== EXERCISE DETAILS ==
How many separate lines of the data contain "joints"? Give the count and nothing else.

** RECORDS FOR THIS TASK follows **

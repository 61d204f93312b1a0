use phys_step::{
    core::{IslandStats, Joint, SolverContext},
    shapes::Circle,
    BodyHandle, Fixture, PhysicsBody, PhysicsWorld, Vec2,
};

use std::sync::{Arc, Mutex};

fn init() {
    let _ = env_logger::builder().is_test(true).try_init();
}

fn circle_body(world: &mut PhysicsWorld, body: PhysicsBody, radius: f32) -> BodyHandle {
    let handle = world.add_body(body);
    world
        .create_fixture(handle, Fixture::new(Arc::new(Circle::new(radius))))
        .unwrap();
    handle
}

fn record_islands(world: &mut PhysicsWorld) -> Arc<Mutex<Vec<IslandStats>>> {
    let stats = Arc::new(Mutex::new(Vec::new()));
    let sink = stats.clone();
    world.set_observer(Box::new(move |s| sink.lock().unwrap().push(*s)));
    stats
}

/// A do-nothing joint used to verify island coupling through the joint graph.
struct LinkJoint {
    a: BodyHandle,
    b: BodyHandle,
}

impl Joint for LinkJoint {
    fn body_a(&self) -> BodyHandle {
        self.a
    }

    fn body_b(&self) -> BodyHandle {
        self.b
    }

    fn init_velocity_constraints(&mut self, _ctx: &mut SolverContext) {}

    fn solve_velocity(&mut self, _ctx: &mut SolverContext) {}

    fn solve_position(&mut self, _ctx: &mut SolverContext) -> bool {
        true
    }
}

#[test]
fn test_isolated_bodies_form_singleton_islands() {
    init();
    let mut world = PhysicsWorld::new();
    world.set_gravity(Vec2::zeros());
    let stats = record_islands(&mut world);

    for i in 0..3 {
        circle_body(
            &mut world,
            PhysicsBody::new_dynamic(Vec2::new(i as f32 * 10.0, 0.0)),
            0.5,
        );
    }

    world.step(1.0 / 60.0, false);

    let recorded = stats.lock().unwrap();
    assert_eq!(recorded.len(), 3);
    for island in recorded.iter() {
        assert_eq!(island.bodies, 1);
        assert_eq!(island.contacts, 0);
        assert_eq!(island.joints, 0);
    }
}

#[test]
fn test_touching_bodies_share_island() {
    init();
    let mut world = PhysicsWorld::new();
    world.set_gravity(Vec2::zeros());
    let stats = record_islands(&mut world);

    // An overlapping pair plus a loner well out of range.
    circle_body(&mut world, PhysicsBody::new_dynamic(Vec2::new(-0.45, 0.0)), 0.5);
    circle_body(&mut world, PhysicsBody::new_dynamic(Vec2::new(0.45, 0.0)), 0.5);
    circle_body(&mut world, PhysicsBody::new_dynamic(Vec2::new(20.0, 0.0)), 0.5);

    world.step(1.0 / 60.0, false);

    let mut sizes: Vec<usize> = stats.lock().unwrap().iter().map(|s| s.bodies).collect();
    sizes.sort();
    assert_eq!(sizes, vec![1, 2]);

    let pair = stats
        .lock()
        .unwrap()
        .iter()
        .find(|s| s.bodies == 2)
        .copied()
        .unwrap();
    assert_eq!(pair.contacts, 1);
}

#[test]
fn test_contact_chain_forms_single_island() {
    init();
    let mut world = PhysicsWorld::new();
    world.set_gravity(Vec2::zeros());
    let stats = record_islands(&mut world);

    // A-B and B-C overlap; A-C do not. The fill must still reach C from A.
    circle_body(&mut world, PhysicsBody::new_dynamic(Vec2::new(0.0, 0.0)), 0.5);
    circle_body(&mut world, PhysicsBody::new_dynamic(Vec2::new(0.9, 0.0)), 0.5);
    circle_body(&mut world, PhysicsBody::new_dynamic(Vec2::new(1.8, 0.0)), 0.5);

    world.step(1.0 / 60.0, false);

    let recorded = stats.lock().unwrap();
    assert_eq!(recorded.len(), 1);
    assert_eq!(recorded[0].bodies, 3);
    assert_eq!(recorded[0].contacts, 2);
}

#[test]
fn test_static_body_shared_across_islands() {
    init();
    let mut world = PhysicsWorld::new();
    world.set_gravity(Vec2::zeros());
    let stats = record_islands(&mut world);

    // Two dynamic bodies rest on the same static body but not on each other.
    // The static leaf must appear in both islands without merging them.
    circle_body(&mut world, PhysicsBody::new_static(Vec2::zeros()), 2.0);
    circle_body(&mut world, PhysicsBody::new_dynamic(Vec2::new(-2.2, 0.0)), 0.5);
    circle_body(&mut world, PhysicsBody::new_dynamic(Vec2::new(2.2, 0.0)), 0.5);

    world.step(1.0 / 60.0, false);

    let recorded = stats.lock().unwrap();
    assert_eq!(recorded.len(), 2);
    for island in recorded.iter() {
        assert_eq!(island.bodies, 2);
        assert_eq!(island.contacts, 1);
    }
}

#[test]
fn test_static_bodies_never_seed_islands() {
    init();
    let mut world = PhysicsWorld::new();
    let stats = record_islands(&mut world);

    circle_body(&mut world, PhysicsBody::new_static(Vec2::zeros()), 1.0);
    circle_body(&mut world, PhysicsBody::new_static(Vec2::new(1.0, 0.0)), 1.0);

    world.step(1.0 / 60.0, false);

    assert!(stats.lock().unwrap().is_empty());
}

#[test]
fn test_non_collidable_body_excluded_from_islands() {
    init();
    let mut world = PhysicsWorld::new();
    world.set_gravity(Vec2::zeros());
    let stats = record_islands(&mut world);

    let a = circle_body(&mut world, PhysicsBody::new_dynamic(Vec2::new(-0.45, 0.0)), 0.5);
    let b = circle_body(&mut world, PhysicsBody::new_dynamic(Vec2::new(0.45, 0.0)), 0.5);
    world.body_mut(b).unwrap().set_can_collide(false);

    world.step(1.0 / 60.0, false);

    // No contact forms, and the opted-out body never seeds nor joins an
    // island.
    assert_eq!(world.contacts().contact_count(), 0);
    let recorded = stats.lock().unwrap();
    assert_eq!(recorded.len(), 1);
    assert_eq!(recorded[0].bodies, 1);
    drop(recorded);

    // The collidable body still simulates normally.
    assert!(world.body(a).unwrap().is_awake());
}

#[test]
fn test_joint_couples_separate_bodies() {
    init();
    let mut world = PhysicsWorld::new();
    world.set_gravity(Vec2::zeros());
    let stats = record_islands(&mut world);

    let a = circle_body(&mut world, PhysicsBody::new_dynamic(Vec2::zeros()), 0.5);
    let b = circle_body(&mut world, PhysicsBody::new_dynamic(Vec2::new(10.0, 0.0)), 0.5);
    world.add_joint(Box::new(LinkJoint { a, b }));

    world.step(1.0 / 60.0, false);

    let recorded = stats.lock().unwrap();
    assert_eq!(recorded.len(), 1);
    assert_eq!(recorded[0].bodies, 2);
    assert_eq!(recorded[0].joints, 1);
    assert_eq!(recorded[0].contacts, 0);
}

#[test]
fn test_joint_to_non_collidable_body_ignored() {
    init();
    let mut world = PhysicsWorld::new();
    world.set_gravity(Vec2::zeros());
    let stats = record_islands(&mut world);

    let a = circle_body(&mut world, PhysicsBody::new_dynamic(Vec2::zeros()), 0.5);
    let b = circle_body(&mut world, PhysicsBody::new_dynamic(Vec2::new(10.0, 0.0)), 0.5);
    world.body_mut(b).unwrap().set_can_collide(false);
    world.add_joint(Box::new(LinkJoint { a, b }));

    world.step(1.0 / 60.0, false);

    let recorded = stats.lock().unwrap();
    assert_eq!(recorded.len(), 1);
    assert_eq!(recorded[0].bodies, 1);
    assert_eq!(recorded[0].joints, 0);
}

#[test]
fn test_sleeping_body_not_rebuilt_into_islands() {
    init();
    let mut world = PhysicsWorld::new();
    world.set_gravity(Vec2::zeros());
    let stats = record_islands(&mut world);

    let handle = circle_body(&mut world, PhysicsBody::new_dynamic(Vec2::zeros()), 0.5);

    // Let the body cross the sleep threshold.
    for _ in 0..5 {
        world.step(0.1, false);
    }
    assert!(!world.body(handle).unwrap().is_awake());

    stats.lock().unwrap().clear();
    for _ in 0..3 {
        world.step(0.1, false);
    }
    assert!(stats.lock().unwrap().is_empty());
}

#[test]
fn test_island_claim_flags_reset_between_steps() {
    init();
    let mut world = PhysicsWorld::new();
    world.set_gravity(Vec2::zeros());
    let stats = record_islands(&mut world);

    circle_body(&mut world, PhysicsBody::new_dynamic(Vec2::new(-0.45, 0.0)), 0.5);
    circle_body(&mut world, PhysicsBody::new_dynamic(Vec2::new(0.45, 0.0)), 0.5);

    // If claim flags leaked from one tick to the next, the second step would
    // observe no island at all.
    world.step(1.0 / 60.0, false);
    world.step(1.0 / 60.0, false);

    let recorded = stats.lock().unwrap();
    assert_eq!(recorded.len(), 2);
    for island in recorded.iter() {
        assert_eq!(island.bodies, 2);
        assert_eq!(island.contacts, 1);
    }
}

** End of RECORDS FOR THIS TASK **

== RESPONSE ==
3